### Work item:
Up to and including the line with "pub const CODE: &str", output the records exactly as they appear.

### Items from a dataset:
/// Column-name constants for the water balance tables.
/// Single source of truth - exported to Python via PyO3.

// ── Parameter columns ───────────────────────────────────────────────────────
pub mod parameters {
    pub const BUCKET_ID: &str = "bucket_id";
    pub const CODE: &str = "code";
    pub const LAYER_ORDER: &str = "layer_order";
    pub const VALUE: &str = "value";
    pub const UNIT_CODE: &str = "unit_code";

    pub const REQUIRED: [&str; 4] = [BUCKET_ID, CODE, LAYER_ORDER, VALUE];

    // Parameter codes read by the unit itself
    pub const H_TARGET: &str = "hTarget";
    pub const H_BOTTOM: &str = "hBottom";
}

// ── Input series columns ────────────────────────────────────────────────────
pub mod series {
    pub const PRECIPITATION: &str = "prec";
    pub const EVAPORATION: &str = "evap";
    pub const SEEPAGE: &str = "seepage";
    pub const LEAKAGE: &str = "leakage";
    pub const INTAKE: &str = "intake";
    pub const OUTTAKE: &str = "outtake";
}

// ── Raw flux kinds ──────────────────────────────────────────────────────────
pub mod flux {
    // Aggregator's own fluxes
    pub const PRECIPITATION: &str = "p";
    pub const EVAPORATION: &str = "e";
    pub const SEEPAGE: &str = "s";
    pub const LEAKAGE: &str = "w";
    pub const INTAKE: &str = "x";
    pub const OUTTAKE: &str = "q_out";

    // Bucket fluxes, suffixed with the bucket id on the aggregator
    pub const OUTFLOW: &str = "q_oa";
    pub const VERTICAL: &str = "q_ui";

    /// Column name of a bucket flux on the aggregator, e.g. `q_oa_2`.
    pub fn column(kind: &str, bucket_id: i64) -> String {
        format!("{kind}_{bucket_id}")
    }
}

// ── Aggregated categories ───────────────────────────────────────────────────
pub mod category {
    pub const PRECIPITATION: &str = "precipitation";
    pub const EVAPORATION: &str = "evaporation";
    pub const SEEPAGE_IN: &str = "seepage_in";
    pub const SEEPAGE_OUT: &str = "seepage_out";
    pub const INTAKE: &str = "intake";
    pub const OUTTAKE: &str = "outtake";
    pub const PAVED_RUNOFF: &str = "paved_runoff";
    pub const LEACHING: &str = "leaching";
    pub const INFILTRATION: &str = "infiltration";
    pub const SURFACE_RUNOFF: &str = "surface_runoff";
    pub const DRAINAGE: &str = "drainage";

    pub const ALL: [&str; 11] = [
        PRECIPITATION,
        EVAPORATION,
        SEEPAGE_IN,
        SEEPAGE_OUT,
        INTAKE,
        OUTTAKE,
        PAVED_RUNOFF,
        LEACHING,
        INFILTRATION,
        SURFACE_RUNOFF,
        DRAINAGE,
    ];

    /// Loss terms making up the outgoing volume of the chloride balance.
    pub const OUTGOING: [&str; 3] = [INFILTRATION, OUTTAKE, SEEPAGE_OUT];
}

// ── Storage columns ─────────────────────────────────────────────────────────
pub mod storage {
    pub const STORAGE: &str = "storage";
}

// ── Chloride balance columns ────────────────────────────────────────────────
pub mod chloride {
    pub const MASS: &str = "chloride_mass";
    pub const CONCENTRATION: &str = "chloride_concentration";
}

// ── Time series columns ─────────────────────────────────────────────────────
pub mod timeseries {
    pub const DATE_TIME: &str = "date_time";
}
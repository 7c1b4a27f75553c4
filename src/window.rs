//! Simulation window bounds.

use std::str::FromStr;

use chrono::{Months, NaiveDate, NaiveDateTime, NaiveTime};

use crate::error::{Result, WbError};

/// A point or period in time usable as a window bound.
///
/// Strings name a period (`"2000"`, `"2000-06"`, `"2000-06-15"`) or an instant
/// (`"2000-06-15 12:00:00"`). As a lower bound the period starts the window;
/// as an upper bound the whole period is included.
#[derive(Debug, Clone, Copy, PartialEq, Eq)]
pub struct TimeBound {
    start: NaiveDateTime,
    end: NaiveDateTime,
}

impl TimeBound {
    fn period(first: NaiveDate, last: NaiveDate) -> Self {
        Self {
            start: first.and_time(NaiveTime::MIN),
            end: end_of_day(last),
        }
    }

    pub fn start(&self) -> NaiveDateTime {
        self.start
    }

    pub fn end(&self) -> NaiveDateTime {
        self.end
    }
}

fn end_of_day(date: NaiveDate) -> NaiveDateTime {
    date.and_hms_micro_opt(23, 59, 59, 999_999)
        .unwrap_or_else(|| date.and_time(NaiveTime::MIN))
}

impl From<NaiveDate> for TimeBound {
    fn from(date: NaiveDate) -> Self {
        Self::period(date, date)
    }
}

impl From<NaiveDateTime> for TimeBound {
    fn from(t: NaiveDateTime) -> Self {
        Self { start: t, end: t }
    }
}

impl FromStr for TimeBound {
    type Err = WbError;

    fn from_str(s: &str) -> Result<Self> {
        let s = s.trim();
        let invalid = || WbError::InvalidTimeBound(s.to_string());

        for format in ["%Y-%m-%d %H:%M:%S", "%Y-%m-%dT%H:%M:%S"] {
            if let Ok(t) = NaiveDateTime::parse_from_str(s, format) {
                return Ok(t.into());
            }
        }
        if let Ok(date) = NaiveDate::parse_from_str(s, "%Y-%m-%d") {
            return Ok(date.into());
        }
        if let Ok(first) = NaiveDate::parse_from_str(&format!("{s}-01"), "%Y-%m-%d") {
            let last = first
                .checked_add_months(Months::new(1))
                .and_then(|d| d.pred_opt())
                .ok_or_else(invalid)?;
            return Ok(Self::period(first, last));
        }
        if s.len() == 4 && s.chars().all(|c| c.is_ascii_digit()) {
            let year: i32 = s.parse().map_err(|_| invalid())?;
            let first = NaiveDate::from_ymd_opt(year, 1, 1).ok_or_else(invalid)?;
            let last = NaiveDate::from_ymd_opt(year, 12, 31).ok_or_else(invalid)?;
            return Ok(Self::period(first, last));
        }
        Err(invalid())
    }
}

impl TryFrom<&str> for TimeBound {
    type Error = WbError;

    fn try_from(s: &str) -> Result<Self> {
        s.parse()
    }
}

/// Inclusive simulation window. `None` leaves that side open.
#[derive(Debug, Clone, Copy, Default, PartialEq, Eq)]
pub struct SimWindow {
    pub tmin: Option<NaiveDateTime>,
    pub tmax: Option<NaiveDateTime>,
}

impl SimWindow {
    pub fn unbounded() -> Self {
        Self::default()
    }

    pub fn new(tmin: Option<TimeBound>, tmax: Option<TimeBound>) -> Result<Self> {
        let window = Self {
            tmin: tmin.map(|b| b.start()),
            tmax: tmax.map(|b| b.end()),
        };
        if let (Some(tmin), Some(tmax)) = (window.tmin, window.tmax) {
            if tmin > tmax {
                return Err(WbError::InvalidWindow { tmin, tmax });
            }
        }
        Ok(window)
    }

    pub fn parse(tmin: Option<&str>, tmax: Option<&str>) -> Result<Self> {
        let tmin = tmin.map(TimeBound::from_str).transpose()?;
        let tmax = tmax.map(TimeBound::from_str).transpose()?;
        Self::new(tmin, tmax)
    }

    pub fn is_unbounded(&self) -> bool {
        self.tmin.is_none() && self.tmax.is_none()
    }

    pub fn contains(&self, t: &NaiveDateTime) -> bool {
        self.tmin.is_none_or(|tmin| *t >= tmin) && self.tmax.is_none_or(|tmax| *t <= tmax)
    }
}

#[cfg(test)]
mod tests {
    use super::*;

    fn at(y: i32, m: u32, d: u32) -> NaiveDateTime {
        NaiveDate::from_ymd_opt(y, m, d)
            .unwrap()
            .and_hms_opt(0, 0, 0)
            .unwrap()
    }

    #[test]
    fn year_bound_spans_the_whole_year() {
        let window = SimWindow::parse(Some("2000"), Some("2015")).unwrap();
        assert_eq!(window.tmin, Some(at(2000, 1, 1)));
        assert!(window.contains(&at(2015, 12, 31)));
        assert!(!window.contains(&at(2016, 1, 1)));
        assert!(!window.contains(&at(1999, 12, 31)));
    }

    #[test]
    fn month_bound_ends_on_last_day() {
        let window = SimWindow::parse(None, Some("2000-02")).unwrap();
        assert!(window.contains(&at(2000, 2, 29)));
        assert!(!window.contains(&at(2000, 3, 1)));
    }

    #[test]
    fn date_values_are_accepted() {
        let d = NaiveDate::from_ymd_opt(2001, 5, 4).unwrap();
        let window = SimWindow::new(Some(d.into()), Some(d.into())).unwrap();
        assert!(window.contains(&at(2001, 5, 4)));
        assert!(window.contains(&at(2001, 5, 4).date().and_hms_opt(18, 0, 0).unwrap()));
    }

    #[test]
    fn reversed_window_is_rejected() {
        assert!(matches!(
            SimWindow::parse(Some("2010"), Some("2000")),
            Err(WbError::InvalidWindow { .. })
        ));
    }

    #[test]
    fn garbage_is_rejected() {
        assert!(matches!(
            "yesterday".parse::<TimeBound>(),
            Err(WbError::InvalidTimeBound(_))
        ));
    }
}
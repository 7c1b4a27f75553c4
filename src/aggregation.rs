//! Mapping of raw aggregator fluxes onto reporting categories.

use polars::prelude::*;

use crate::bucket::{BucketId, BucketKind};
use crate::error::Result;
use crate::schema::{category, flux};
use crate::timeseries;

/// Own aggregator fluxes that map one-to-one onto a category.
const DIRECT: [(&str, &str); 6] = [
    (flux::PRECIPITATION, category::PRECIPITATION),
    (flux::EVAPORATION, category::EVAPORATION),
    (flux::SEEPAGE, category::SEEPAGE_IN),
    (flux::LEAKAGE, category::SEEPAGE_OUT),
    (flux::INTAKE, category::INTAKE),
    (flux::OUTTAKE, category::OUTTAKE),
];

/// Which part of a bucket flux enters a category sum.
#[derive(Debug, Clone, Copy)]
enum Part {
    All,
    /// Negative values clamped to zero
    Positive,
    /// Positive values clamped to zero
    Negative,
}

impl Part {
    fn apply(self, v: f64) -> f64 {
        match self {
            Part::All => v,
            Part::Positive => v.max(0.0),
            Part::Negative => v.min(0.0),
        }
    }
}

/// Aggregate the aggregator's flux table into category fluxes.
///
/// `buckets` lists the unit's buckets (excluding the aggregator). The result
/// has the aggregator's time index and the columns of [`category::ALL`]:
///
/// * paved_runoff: `q_oa` of paved buckets
/// * leaching: positive `q_ui` of paved and unpaved buckets
/// * infiltration: negative `q_ui` of all buckets
/// * surface_runoff: `q_oa` of unpaved buckets
/// * drainage: zero
pub fn aggregate_fluxes(fluxes: &DataFrame, buckets: &[(BucketId, BucketKind)]) -> Result<DataFrame> {
    let index = timeseries::time_index(fluxes)?;
    let n = index.len();

    let mut columns: Vec<(&str, Vec<f64>)> = DIRECT
        .iter()
        .map(|(raw, name)| -> Result<(&str, Vec<f64>)> {
            Ok((*name, timeseries::values(fluxes, raw)?))
        })
        .collect::<Result<_>>()?;

    let of_kind = |kinds: &[BucketKind]| -> Vec<BucketId> {
        buckets
            .iter()
            .filter(|(_, kind)| kinds.contains(kind))
            .map(|(id, _)| *id)
            .collect()
    };
    let all: Vec<BucketId> = buckets.iter().map(|(id, _)| *id).collect();

    columns.push((
        category::PAVED_RUNOFF,
        sum_bucket_flux(fluxes, n, flux::OUTFLOW, &of_kind(&[BucketKind::Paved]), Part::All)?,
    ));
    columns.push((
        category::LEACHING,
        sum_bucket_flux(
            fluxes,
            n,
            flux::VERTICAL,
            &of_kind(&[BucketKind::Paved, BucketKind::Unpaved]),
            Part::Positive,
        )?,
    ));
    columns.push((
        category::INFILTRATION,
        sum_bucket_flux(fluxes, n, flux::VERTICAL, &all, Part::Negative)?,
    ));
    columns.push((
        category::SURFACE_RUNOFF,
        sum_bucket_flux(fluxes, n, flux::OUTFLOW, &of_kind(&[BucketKind::Unpaved]), Part::All)?,
    ));
    // TODO: drainage should become drain q_oa minus its positive q_ui once
    // drain buckets report that split.
    columns.push((category::DRAINAGE, vec![0.0; n]));

    columns.sort_by_key(|(name, _)| category::ALL.iter().position(|c| c == name));
    timeseries::frame(&index, columns)
}

/// Sum `<kind>_<id>` over `ids`, taking only `part` of each value.
fn sum_bucket_flux(
    fluxes: &DataFrame,
    n: usize,
    kind: &str,
    ids: &[BucketId],
    part: Part,
) -> Result<Vec<f64>> {
    let mut total = vec![0.0; n];
    for id in ids {
        let values = timeseries::values(fluxes, &flux::column(kind, *id))?;
        for (acc, v) in total.iter_mut().zip(values) {
            *acc += part.apply(v);
        }
    }
    Ok(total)
}
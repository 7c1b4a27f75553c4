//! Chloride balance configuration loaded from TOML.
//!
//! ```toml
//! initial_concentration = 90.0
//! storage_epsilon = 1e-9
//!
//! [source_concentrations]
//! precipitation = 6.0
//! seepage_in = 400.0
//! ```
//!
//! Omitted keys keep their defaults; a `[source_concentrations]` table replaces
//! the default table as a whole.

use std::collections::BTreeMap;
use std::fs;
use std::path::Path;

use serde::Deserialize;

use crate::error::{Result, WbError};
use crate::schema::category;

#[derive(Debug, Clone, PartialEq, Deserialize)]
#[serde(default)]
pub struct ChlorideConfig {
    /// Concentration of the water at the start of the balance
    pub initial_concentration: f64,
    /// Concentration carried by each incoming category
    pub source_concentrations: BTreeMap<String, f64>,
    /// Storage at or below this value cannot be divided by
    pub storage_epsilon: f64,
}

impl Default for ChlorideConfig {
    fn default() -> Self {
        let source_concentrations = [
            (category::PRECIPITATION, 6.0),
            (category::SEEPAGE_IN, 400.0),
            (category::PAVED_RUNOFF, 10.0),
            (category::DRAINAGE, 70.0),
            (category::LEACHING, 70.0),
            (category::SURFACE_RUNOFF, 35.0),
            (category::INTAKE, 100.0),
        ]
        .into_iter()
        .map(|(name, c)| (name.to_string(), c))
        .collect();

        Self {
            initial_concentration: 90.0,
            source_concentrations,
            storage_epsilon: 1e-9,
        }
    }
}

impl ChlorideConfig {
    pub fn from_toml_str(contents: &str) -> Result<Self> {
        let config: Self = toml::from_str(contents)?;
        config.validate()?;
        Ok(config)
    }

    pub fn load(path: impl AsRef<Path>) -> Result<Self> {
        let contents = fs::read_to_string(path.as_ref())?;
        Self::from_toml_str(&contents)
    }

    /// Concentration for a category, 0 for categories that carry no mass in.
    pub fn source_concentration(&self, name: &str) -> f64 {
        self.source_concentrations.get(name).copied().unwrap_or(0.0)
    }

    pub fn validate(&self) -> Result<()> {
        if let Some(unknown) = self
            .source_concentrations
            .keys()
            .find(|k| !category::ALL.contains(&k.as_str()))
        {
            return Err(WbError::Config(format!("unknown category '{unknown}'")));
        }
        if !self.storage_epsilon.is_finite() || self.storage_epsilon < 0.0 {
            return Err(WbError::Config(format!(
                "storage_epsilon must be a non-negative number, got {}",
                self.storage_epsilon
            )));
        }
        Ok(())
    }
}
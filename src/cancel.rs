use std::sync::atomic::{AtomicBool, Ordering};
use std::sync::Arc;

use crate::error::{Result, WbError};

/// Shared flag checked between simulation phases and between units.
#[derive(Debug, Clone, Default)]
pub struct CancelToken(Arc<AtomicBool>);

impl CancelToken {
    pub fn new() -> Self {
        Self::default()
    }

    pub fn cancel(&self) {
        self.0.store(true, Ordering::SeqCst);
    }

    pub fn is_cancelled(&self) -> bool {
        self.0.load(Ordering::SeqCst)
    }

    pub fn checkpoint(&self) -> Result<()> {
        if self.is_cancelled() {
            Err(WbError::Cancelled)
        } else {
            Ok(())
        }
    }
}

#[cfg(test)]
mod tests {
    use super::*;

    #[test]
    fn clones_share_the_flag() {
        let token = CancelToken::new();
        let other = token.clone();
        assert!(token.checkpoint().is_ok());
        other.cancel();
        assert!(matches!(token.checkpoint(), Err(WbError::Cancelled)));
    }
}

### Response:
/// Column-name constants for the water balance tables.
/// Single source of truth - exported to Python via PyO3.

// ── Parameter columns ───────────────────────────────────────────────────────
pub mod parameters {
    pub const BUCKET_ID: &str = "bucket_id";
    pub const CODE: &str = "code";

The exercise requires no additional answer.